Concours en génie, simulations diplomatiques… L’Université Laval regorge d’associations, de projets et d’activités parascolaires qui permettent aux étudiants de s’impliquer en dehors des cours, en plus de leur offrir une expérience professionnelle de taille.

C’est actuellement la période de recrutement pour la plupart des concours et projets étudiants qu’offrent des dizaines d’associations de l’Université Laval. Ces activités procurent aux étudiants une expérience personnelle et professionnelle unique et leur donnent souvent la chance de représenter l’Université à l’étranger.

En génie, le Baja SAE Université Laval est très réputé. C’est un projet étudiant multidisciplinaire de tout cycle. Il s’agit d’un concours qui réunit plusieurs universités autour de la fabrication et du financement du meilleur véhicule tout-terrain possible, construit selon les normes exigées par la Society of Automotive Engineers (SAE).

Selon Joannie Beaulé, la directrice du projet, c’est « une occasion en or de donner un sens aux cours que les étudiants suivent en faisant un lien entre la théorie et la pratique. »

Une expérience professionnelle

À défaut de créditer certains cours, il permet, néanmoins, de donner « aux étudiants une expérience viable en milieu de travail », souligne-t-elle. D’ailleurs, « la recherche de financement favorise l’entrée en contact des étudiants avec leurs futurs employeurs », précise Mme Beaulé.

L’expérience acquise valorise le curriculum vitae des membres de l’équipe. Joannie Beaulé explique que, pour les étudiants ayant participé au concours, il est plus facile de trouver un stage intéressant, dans la mesure où ils se sont forgé, au cours du projet, des connaissances pratiques, c’est-à-dire professionnelles. De même, ils sont plus avantagés dans la recherche d’une future profession. Ainsi, en plus d’être un remarquable complément aux cours acquis durant la formation universitaire, les concours donnent aux étudiants un accès direct aux réalités de la profession.
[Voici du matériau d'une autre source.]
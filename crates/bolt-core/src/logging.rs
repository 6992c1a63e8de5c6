use tracing_subscriber::{fmt, EnvFilter};

use crate::{errors::Error, Result};

/// Initialize tracing for the bot.
///
/// Default: info for our crates, warn for everything else. Can be overridden
/// with `RUST_LOG`.
pub fn init(service_name: &str) -> Result<()> {
    let filter = EnvFilter::try_from_default_env().unwrap_or_else(|_| {
        EnvFilter::new(format!(
            "warn,bolt=info,bolt_core=info,bolt_commands=info,{service_name}=info"
        ))
    });

    fmt()
        .with_env_filter(filter)
        .with_target(false)
        .with_writer(std::io::stderr)
        .try_init()
        .map_err(|e| Error::External(format!("logging init failed: {e}")))
}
L’apport personnel qu’occasionne ce projet n’est pas non plus à négliger dans la mesure où, d’après Joannie Beaulé, les « initiatives personnelles au sein du projet sont valorisées ».

Elle insiste, également, sur le fait que ce projet, à première vue scientifique, est ouvert à tous les programmes : on compte depuis cette année une équipe de design dont le rôle est de promouvoir l’image de Baja, donnant ainsi le moyen de faire « valoir l’excellence des programmes de l’Université Laval sur la scène internationale. »

S’ouvrir à l’international

Les simulations diplomatiques sont davantage reliées aux relations internationales et à la science politique, elles procurent aux étudiants une expérience de terrain. Ces activités permettent de se mettre dans la peau d’un diplomate afin de défendre et de négocier des résolutions écrites d’un pays.

On en trouve diverses à l’Université Laval telles que la simulation des Nations Unies (ASNUUL), de l’Union africaine (DESUAL), de l’Organisation du traité de l’Atlantique Nord (OTAN), de l’Organisation des États Américains (OEA), de la Ligue des États arabes (CIMAL) et du Parlement Européen Québec-Canada-Europe (SPECQUE).

Bien qu’elles divergent sur les pays concernés, toutes ces délégations diplomatiques apportent une expérience unique, autant sur le plan personnel que professionnel. Blandine Sixdenier, présidente de la DESUAL, explique que, durant la simulation, « on réalise des objectifs, on participe à un beau projet ainsi qu’au rayonnement de l’Université. »

Ces projets constituent un véritable développement personnel dans le sens où le délégué essaie de se dépasser, de gagner en maturité et d’apprendre à s’exprimer devant un large public. Blandine Sixdenier souligne, par ailleurs, qu’il s’agit d’un « excellent moyen d’approfondir ses connaissances sur les relations internationales, la diplomatie et la négociation. »

À ceci s’ajoute une expérience professionnelle : les étudiants délégués, en plus d’apprendre les rouages des institutions internationales, se forgent un vocabulaire diplomatique, généralement en anglais.

Ces simulations sont même reconnues et créditées par la politique de reconnaissance de l’implication étudiante depuis l’automne 2006.